Sep 19, 2008

India - Parent Parochialism

The Mumbai regional passport office rejected a 19-year-old girl's passport application form recently. The reason? The girl had mentioned only her mother's name on the form. However, according to a Supreme Court judgment delivered in the Gita Hariharan case in 1999, the mother is the natural guardian of her children. A Bombay high court judgment has since clarified the legal position on the matter. Justices P B Majumdar and Amjad Sayed have observed that society is changing and directed the regional passport authority to grant her passport as a special case, as long as she mentions her foster father's name in place of her biological father.

The point, however, is that this special case should be made general. Forms ought not to privilege the biological father; and when one parent's name is called for either father or mother should do. In the Mumbai girl's case her biological father hadn't communicated with her since birth, and putting down his name on a document establishing identity would be meaningless. Nevertheless, forms in India — whether those needed for applying for a PAN card, a mutual fund, a bank account or admission to professional bodies and educational institutions — often make the father's name mandatory but not the mother's name. This is retrograde and out of step with international practice. It's one of many ways in which gender parity is insidiously denied.

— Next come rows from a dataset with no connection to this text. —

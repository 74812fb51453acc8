//! Primary-key indexes of appendable blocks
//!
//! Every block owns one index over its primary-key column. The append path
//! inserts a batch's keys before the rows land so a duplicate aborts the
//! append with nothing written.
//!
//! A key may map to several rows over time. A committed delete only retires
//! its rows: older snapshots still reach them by key, while uniqueness checks
//! ignore them. Retired rows are removed once no snapshot can see them.

mod hash;
mod key;

pub use hash::HashPkIndex;
pub use key::IndexKey;

use arrow::array::Array;
use roaring::RoaringBitmap;

use crate::{Result, Value};

pub trait PrimaryKeyIndex: Send + Sync {
    /// Index `keys[offset..offset + length]` as rows `start_row..`
    ///
    /// Fails with `Duplicate` without changing the index when a key already
    /// has a live row (unless `allow_dup`) or repeats within the slice.
    fn batch_insert(
        &self,
        keys: &dyn Array,
        offset: usize,
        length: usize,
        start_row: u32,
        allow_dup: bool,
    ) -> Result<()>;

    /// Whether `key` has a row that is not retired
    fn contains(&self, key: &Value) -> bool;

    /// Every row that has held `key`, newest first, retired rows included
    fn rows_of(&self, key: &Value) -> Vec<u32>;

    /// Mark `rows` deleted, returning how many were indexed and live
    fn retire_rows(&self, rows: &RoaringBitmap) -> usize;

    /// Drop `rows` entirely, returning how many were present
    fn remove_rows(&self, rows: &RoaringBitmap) -> usize;

    /// Number of keys with a live row
    fn len(&self) -> usize;

    fn is_empty(&self) -> bool {
        self.len() == 0
    }
}
use std::fmt;

use serde::Serialize;

#[derive(Debug, Clone, Copy, PartialEq, Eq, Serialize)]
#[serde(rename_all = "lowercase")]
pub enum Severity {
    Info,
    Warning,
    Error,
    Success,
}

impl fmt::Display for Severity {
    fn fmt(&self, f: &mut fmt::Formatter<'_>) -> fmt::Result {
        f.write_str(match self {
            Severity::Info    => "info",
            Severity::Warning => "warning",
            Severity::Error   => "error",
            Severity::Success => "success",
        })
    }
}

#[derive(Debug, Clone, PartialEq, Serialize)]
pub struct OutputLine {
    pub severity: Severity,
    pub text: String,
}

impl OutputLine {
    pub fn new(severity: Severity, text: impl Into<String>) -> Self {
        Self { severity, text: text.into() }
    }
}

/// A labelled sequence of samples from one trajectory call.
#[derive(Debug, Clone, PartialEq, Serialize)]
pub struct PointSeries {
    pub label: String,
    pub points: Vec<(f64, f64)>,
    /// Arguments of the call that produced the series, by parameter name.
    pub params: Vec<(String, f64)>,
}
#[derive(Debug, Clone, PartialEq)]
pub enum TokenKind {
    // Literals
    Number(f64),
    Bool(bool),
    Ident(String),
    StringLit(String),

    // Keywords
    Var,
    Func,
    If,
    Else,
    While,
    For,
    Return,
    Break,
    Continue,

    // Operators
    Plus,       // +
    Minus,      // -
    Star,       // *
    Slash,      // /
    Percent,    // %
    Eq,         // =
    EqEq,       // ==
    BangEq,     // !=
    Bang,       // !
    Lt,         // <
    LtEq,       // <=
    Gt,         // >
    GtEq,       // >=
    AndAnd,     // &&
    OrOr,       // ||

    // Punctuation
    Comma,      // ,
    Semicolon,  // ;
    Dot,        // .
    LParen,     // (
    RParen,     // )
    LBrace,     // {
    RBrace,     // }

    /// Anything the lexer could not turn into a real token. The payload
    /// describes it; the parser reports it as a syntax error.
    Invalid(String),

    Eof,
}

impl TokenKind {
    /// Short human-readable form used in syntax error messages.
    pub fn describe(&self) -> String {
        match self {
            Self::Number(n)    => format!("number `{n}`"),
            Self::Bool(b)      => format!("`{b}`"),
            Self::Ident(s)     => format!("identifier `{s}`"),
            Self::StringLit(s) => format!("string \"{s}\""),
            Self::Invalid(d)   => d.clone(),
            Self::Eof          => "end of input".to_string(),
            other              => format!("`{}`", other.symbol()),
        }
    }

    fn symbol(&self) -> &'static str {
        match self {
            Self::Var       => "var",
            Self::Func      => "func",
            Self::If        => "if",
            Self::Else      => "else",
            Self::While     => "while",
            Self::For       => "for",
            Self::Return    => "return",
            Self::Break     => "break",
            Self::Continue  => "continue",
            Self::Plus      => "+",
            Self::Minus     => "-",
            Self::Star      => "*",
            Self::Slash     => "/",
            Self::Percent   => "%",
            Self::Eq        => "=",
            Self::EqEq      => "==",
            Self::BangEq    => "!=",
            Self::Bang      => "!",
            Self::Lt        => "<",
            Self::LtEq      => "<=",
            Self::Gt        => ">",
            Self::GtEq      => ">=",
            Self::AndAnd    => "&&",
            Self::OrOr      => "||",
            Self::Comma     => ",",
            Self::Semicolon => ";",
            Self::Dot       => ".",
            Self::LParen    => "(",
            Self::RParen    => ")",
            Self::LBrace    => "{",
            Self::RBrace    => "}",
            Self::Number(_) | Self::Bool(_) | Self::Ident(_) | Self::StringLit(_)
            | Self::Invalid(_) | Self::Eof => "",
        }
    }
}

/// Maps an identifier string to its keyword token, or returns `Ident`.
pub fn keyword_or_ident(s: String) -> TokenKind {
    match s.as_str() {
        "var"      => TokenKind::Var,
        "func"     => TokenKind::Func,
        "if"       => TokenKind::If,
        "else"     => TokenKind::Else,
        "while"    => TokenKind::While,
        "for"      => TokenKind::For,
        "return"   => TokenKind::Return,
        "break"    => TokenKind::Break,
        "continue" => TokenKind::Continue,
        "true"     => TokenKind::Bool(true),
        "false"    => TokenKind::Bool(false),
        _          => TokenKind::Ident(s),
    }
}

// ─────────────────────────────────────────────────────────────────────────────

#[derive(Debug, Clone)]
pub struct Token {
    pub kind: TokenKind,
    /// Exact source text the token was read from.
    pub lexeme: String,
    pub line: usize,
    pub column: usize,
}

impl Token {
    pub fn new(kind: TokenKind, lexeme: impl Into<String>, line: usize, column: usize) -> Self {
        Self { kind, lexeme: lexeme.into(), line, column }
    }
}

Affixing caste, community, profession or family names has for some time become more of a convenience or even curiosity. Some people prefer to go by a single name — with neither a prefix nor a suffix — and they get along just fine. Today, the individual is flush with choice. No longer does society look askance at single parents who might be so as they never married, or are divorced or lost a partner. There are families where the male partner opts to manage the household and children while the female partner goes out to work. In such a changing social milieu, not only do laws need to keep up with the times, but people's perceptions, too, need to adapt to seeing things a little differently. We must move out of the mental framework which sees the father as the sole "head of the family".

With the Navaratri season just round the corner, where the feminine principle will be celebrated, there are those who continue, Janus-like, to perpetrate gender injustice in the garb of tradition and culture. Filling out something as mundane as an application form ought not to trigger an identity crisis.